Nel 2025, probabilmente, il Pil dell’India supererà quello del Giappone per stabilirsi in quarta posizione nella classifica delle maggiori economie del mondo, con una ricchezza prodotta di oltre 4.300 miliardi. Nel 2027, se tutto continuerà positivamente, supererà la Germania e occuperà il terzo posto, dietro a Stati Uniti e Cina. La tendenza è chiara, soprattutto se la stagnazione tedesca sarà lunga e se l’euro continuerà a essere debole rispetto al dollaro. A fine decennio, il terzetto di testa sarà dunque formato dalla potenza dominante, gli Stati Uniti, dalla potenza che li sfida, la Cina, e dalla potenza emergente, l’India.

Poi ci sono altri numeri, emersi un poco alla volta nel corso del seminario. Il punto di partenza è quanto importa, oggi, l’India dal resto del mondo, almeno per quanto riguarda il settore legato a Industria 4.0: 10 miliardi di dollari. E l’Italia, nemmeno a dirlo, figura nella rosa ristretta dei partner più affidabili, dietro a Germania e Giappone con un flusso di 755 milioni di dollari, ma atteso a oltre un miliardo entro il 2028, con un’accelerazione dell’8,6%. Tra le aree dello Stivale più direttamente esposte all’interscambio con l’India, ci sono le province di Milano, Lodi, Napoli, Roma, Bergamo, Torino, Vicenza, Brescia, Bologna e Reggio Emilia. Tra i segmenti del business, poi, dallo spazio alla green economy, passando per la cosmetica e i trasporti, l’Italia figura quasi sempre tra i primi dieci fornitori globali.

DUE PAESI, UN UNICO INTERESSE

Ed è stato lo stesso segretario generale Tripoli a mettere una chiosa sui rapporti tra Italia e India. “Le Camere di commercio, che Unioncamere rappresenta, sono il filo conduttore tra i due Paesi. Noi stiamo insistendo molto, in veste di sistema camerale, sull’attrazione dei grandi investitori esteri in Italia. La Camera di commercio indiana, tanto per fare un esempio, si sta facendo portatrice di questi interessi nel nostro Paese. Perché con l’India, non dobbiamo mai dimenticarlo, abbiamo in comune tantissimi settori di interesse, inclusa la green economy. L’incontro odierno vuole andare a fondo di questa cooperazione, non sono solo chiacchiere ma esempi concreti di quanto questi due Paesi abbiano da dare l’uno all’altro”.

NEL NOME DELL’EXPORT

L’ambasciatore Bartoli ha parlato apertamente di partnership strategica, “con i due governi, quello italiano e quello indiano, che si sono dati un piano d’azione in cinque anni molto preciso.
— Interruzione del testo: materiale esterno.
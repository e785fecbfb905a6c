use super::*;
use pretty_assertions::assert_eq;
use proptest::prelude::*;
use storage::{create_page_file, ensure_capacity, open_page_file, PAGE_SIZE};
use tempfile::tempdir;

fn pool_with_capacity(
    num_frames: usize,
    total_pages: i64,
    strategy: ReplacementStrategy,
) -> (tempfile::TempDir, BufferPool) {
    let dir = tempdir().unwrap();
    let path = dir.path().join("pages.bin");
    create_page_file(&path).unwrap();
    let mut handle = open_page_file(&path).unwrap();
    ensure_capacity(&mut handle, total_pages).unwrap();
    (dir, BufferPool::new(handle, num_frames, strategy))
}

#[test]
fn pin_miss_loads_zeroed_page() {
    let (_dir, mut pool) = pool_with_capacity(3, 4, ReplacementStrategy::Fifo);
    let page = pool.pin_page(0).unwrap();
    assert_eq!(page.data()[0], 0);
    assert_eq!(pool.get_num_read_io(), 1);
}

#[test]
fn pin_hit_does_not_touch_disk() {
    let (_dir, mut pool) = pool_with_capacity(3, 4, ReplacementStrategy::Fifo);
    pool.pin_page(0).unwrap();
    pool.pin_page(0).unwrap();
    assert_eq!(pool.get_num_read_io(), 1);
    assert_eq!(pool.get_fix_counts()[0], 2);
}

#[test]
fn unpin_decrements_fix_count() {
    let (_dir, mut pool) = pool_with_capacity(3, 4, ReplacementStrategy::Fifo);
    let ph = pool.pin_page(0).unwrap();
    pool.unpin_page(&ph).unwrap();
    assert_eq!(pool.get_fix_counts()[0], 0);
}

// A handle whose frame was evicted and repurposed for another page is
// "stale": the pool re-validates frame identity through the handle rather
// than trusting the page number alone, so a double-unpin after eviction
// reports the page as not resident rather than touching the wrong frame.
#[test]
fn unpin_with_stale_handle_fails() {
    let (_dir, mut pool) = pool_with_capacity(3, 10, ReplacementStrategy::Fifo);
    let ph0 = pool.pin_page(0).unwrap();
    pool.unpin_page(&ph0).unwrap();

    for p in [1, 2, 3] {
        let ph = pool.pin_page(p).unwrap();
        pool.unpin_page(&ph).unwrap();
    }
    assert!(!pool.get_frame_contents().contains(&0));

    let err = pool.unpin_page(&ph0).unwrap_err();
    assert!(matches!(err, DbError::ReadNonExistingPage(_)));
}

#[test]
fn mark_dirty_with_stale_handle_fails() {
    let (_dir, mut pool) = pool_with_capacity(3, 10, ReplacementStrategy::Fifo);
    let ph0 = pool.pin_page(0).unwrap();
    pool.unpin_page(&ph0).unwrap();

    for p in [1, 2, 3] {
        let ph = pool.pin_page(p).unwrap();
        pool.unpin_page(&ph).unwrap();
    }

    let err = pool.mark_dirty(&ph0).unwrap_err();
    assert!(matches!(err, DbError::ReadNonExistingPage(_)));
}

#[test]
fn pin_beyond_file_extends_it() {
    let (_dir, mut pool) = pool_with_capacity(3, 1, ReplacementStrategy::Fifo);
    let page = pool.pin_page(4).unwrap();
    assert_eq!(page.page_num(), 4);
}

// S3 — FIFO eviction order: pin/unpin 1,2,3,4 on a 3-frame pool leaves [4,2,3].
#[test]
fn fifo_eviction_order_matches_scenario_s3() {
    let (_dir, mut pool) = pool_with_capacity(3, 10, ReplacementStrategy::Fifo);
    for p in [1, 2, 3, 4] {
        let ph = pool.pin_page(p).unwrap();
        pool.unpin_page(&ph).unwrap();
    }
    assert_eq!(pool.get_frame_contents(), vec![4, 2, 3]);
}

// S4 — LRU eviction order: pin/unpin 1,2,3,1,4 on a 3-frame pool leaves [1,4,3].
#[test]
fn lru_eviction_order_matches_scenario_s4() {
    let (_dir, mut pool) = pool_with_capacity(3, 10, ReplacementStrategy::Lru);
    for p in [1, 2, 3, 1, 4] {
        let ph = pool.pin_page(p).unwrap();
        pool.unpin_page(&ph).unwrap();
    }
    assert_eq!(pool.get_frame_contents(), vec![1, 4, 3]);
}

// S5 — dirty flush: a written-then-unpinned page survives eviction and reopen.
#[test]
fn dirty_page_survives_eviction_and_reopen() {
    let dir = tempdir().unwrap();
    let path = dir.path().join("pages.bin");
    create_page_file(&path).unwrap();
    let mut handle = open_page_file(&path).unwrap();
    ensure_capacity(&mut handle, 10).unwrap();
    let mut pool = BufferPool::new(handle, 3, ReplacementStrategy::Fifo);

    let mut ph0 = pool.pin_page(0).unwrap();
    ph0.data_mut()[0] = 0x42;
    pool.mark_dirty(&ph0).unwrap();
    pool.unpin_page(&ph0).unwrap();
    drop(ph0);

    // Evict page 0 via three other distinct pins.
    for p in [1, 2, 3] {
        let ph = pool.pin_page(p).unwrap();
        pool.unpin_page(&ph).unwrap();
    }
    assert!(!pool.get_frame_contents().contains(&0));
    assert_eq!(pool.get_num_write_io(), 1);

    pool.shutdown_buffer_pool().unwrap();

    let mut handle = open_page_file(&path).unwrap();
    let page = storage::read_block(&mut handle, 0).unwrap();
    assert_eq!(page[0], 0x42);
}

// S6 — pin all frames, then miss.
#[test]
fn pinning_every_frame_then_missing_fails() {
    let (_dir, mut pool) = pool_with_capacity(3, 10, ReplacementStrategy::Fifo);
    pool.pin_page(1).unwrap();
    pool.pin_page(2).unwrap();
    pool.pin_page(3).unwrap();

    let reads_before = pool.get_num_read_io();
    let err = pool.pin_page(4).unwrap_err();
    assert!(matches!(err, DbError::NoFreeBuffer(_)));
    assert_eq!(pool.get_num_read_io(), reads_before);
}

#[test]
fn pinned_page_is_never_chosen_as_victim() {
    let (_dir, mut pool) = pool_with_capacity(2, 10, ReplacementStrategy::Fifo);
    pool.pin_page(1).unwrap();
    let ph2 = pool.pin_page(2).unwrap();
    pool.unpin_page(&ph2).unwrap();

    // Page 2 is the only eligible victim; pinning 3 must evict it, not page 1.
    pool.pin_page(3).unwrap();
    assert!(pool.get_frame_contents().contains(&1));
    assert!(!pool.get_frame_contents().contains(&2));
}

// §9: a frame dropped from the FIFO queue during a victim scan (because it
// was pinned at the time) never gets back into the queue, even once it is
// unpinned — it has permanently lost its FIFO slot.
#[test]
fn fifo_drops_pinned_frame_from_queue_permanently() {
    let (_dir, mut pool) = pool_with_capacity(2, 10, ReplacementStrategy::Fifo);
    let ph1 = pool.pin_page(1).unwrap();
    let ph2 = pool.pin_page(2).unwrap();
    pool.unpin_page(&ph2).unwrap();

    // Forces a scan that drops page 1 (still pinned) from the queue.
    let ph3 = pool.pin_page(3).unwrap();
    pool.unpin_page(&ph1).unwrap();
    pool.unpin_page(&ph3).unwrap();

    // Both resident frames (1 and 3) are now unpinned, but only 3 is still
    // in the FIFO queue, so it is the one evicted next, not 1.
    pool.pin_page(4).unwrap();
    assert!(pool.get_frame_contents().contains(&1));
    assert!(!pool.get_frame_contents().contains(&3));
}

#[test]
fn force_page_only_writes_when_dirty() {
    let (_dir, mut pool) = pool_with_capacity(2, 4, ReplacementStrategy::Lru);
    let ph = pool.pin_page(0).unwrap();
    // Not dirty: force_page should not bump write_io.
    pool.force_page(&ph).unwrap();
    assert_eq!(pool.get_num_write_io(), 0);

    pool.mark_dirty(&ph).unwrap();
    pool.force_page(&ph).unwrap();
    assert_eq!(pool.get_num_write_io(), 1);
    assert!(!pool.get_dirty_flags()[0]);
}

#[test]
fn force_flush_pool_skips_pinned_dirty_frames() {
    let (_dir, mut pool) = pool_with_capacity(2, 4, ReplacementStrategy::Lru);
    let ph = pool.pin_page(0).unwrap();
    pool.mark_dirty(&ph).unwrap();
    // Still pinned: force_flush_pool must not write it back.
    pool.force_flush_pool().unwrap();
    assert_eq!(pool.get_num_write_io(), 0);
    assert!(pool.get_dirty_flags()[0]);
}

#[test]
fn shutdown_skips_dirty_pinned_frame() {
    let dir = tempdir().unwrap();
    let path = dir.path().join("pages.bin");
    create_page_file(&path).unwrap();
    let mut handle = open_page_file(&path).unwrap();
    ensure_capacity(&mut handle, 4).unwrap();
    let mut pool = BufferPool::new(handle, 2, ReplacementStrategy::Lru);

    let ph = pool.pin_page(0).unwrap();
    pool.mark_dirty(&ph).unwrap();
    // Client bug: shutting down with an outstanding pin. The dirty pinned
    // frame must be skipped, not written.
    pool.shutdown_buffer_pool().unwrap();
    assert_eq!(pool.get_num_write_io(), 0);
}

#[test]
fn frame_buffer_is_full_page_size() {
    let (_dir, mut pool) = pool_with_capacity(1, 2, ReplacementStrategy::Fifo);
    let page = pool.pin_page(0).unwrap();
    assert_eq!(page.data().len(), PAGE_SIZE);
}

proptest! {
    // §8 invariant 4: every resident page id is distinct, for any sequence
    // of pin-then-immediately-unpin calls, under either replacement policy.
    #[test]
    fn resident_page_ids_stay_distinct(
        pages in prop::collection::vec(0i64..20, 1..50),
        strategy in prop_oneof![Just(ReplacementStrategy::Fifo), Just(ReplacementStrategy::Lru)],
    ) {
        let (_dir, mut pool) = pool_with_capacity(4, 20, strategy);
        for p in pages {
            let ph = pool.pin_page(p).unwrap();
            pool.unpin_page(&ph).unwrap();
        }

        let contents = pool.get_frame_contents();
        let resident: Vec<_> = contents.iter().filter(|&&id| id != NO_PAGE).collect();
        let mut distinct = resident.clone();
        distinct.sort();
        distinct.dedup();
        prop_assert_eq!(resident.len(), distinct.len());
    }

    // §8 invariant 5: a page pinned and never unpinned survives any number
    // of further distinct pins up to capacity - 1.
    #[test]
    fn held_pin_survives_other_traffic(
        other_pages in prop::collection::vec(1i64..50, 0..30),
    ) {
        let (_dir, mut pool) = pool_with_capacity(4, 60, ReplacementStrategy::Lru);
        let held = pool.pin_page(0).unwrap();

        for p in other_pages {
            if let Ok(ph) = pool.pin_page(p) {
                let _ = pool.unpin_page(&ph);
            }
        }

        prop_assert!(pool.get_frame_contents().contains(&0));
        drop(held);
    }
}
Il dialogo è oggi più intenso che mai: noi dobbiamo in sostanza far crescere e rimettere in equilibrio il rapporto commerciale tra i due Paesi, incrementando il numero di aziende che sono in India”.

“Questo investimento verso l’India sarà un volano per l’export delle imprese tricolori. Dall’altra parte, va incentivata la presenza delle imprese italiane nel territorio nazionale. Seguendo questa strategia, indicata nello stesso piano di azione menzionato, noi andiamo a valorizzare senza dubbio due business: la tecnologia e la sostenibilità. Rendendoli competitivi e attraenti. E anche le ferrovie sono una grande opportunità, l’India è un Paese dove ogni giorno si mettono a terra chilometri e chilometri di binari. L’Italia non può essere competitiva su tutti i settori, ma può esserlo su quelli più strategici per ambedue le economie”.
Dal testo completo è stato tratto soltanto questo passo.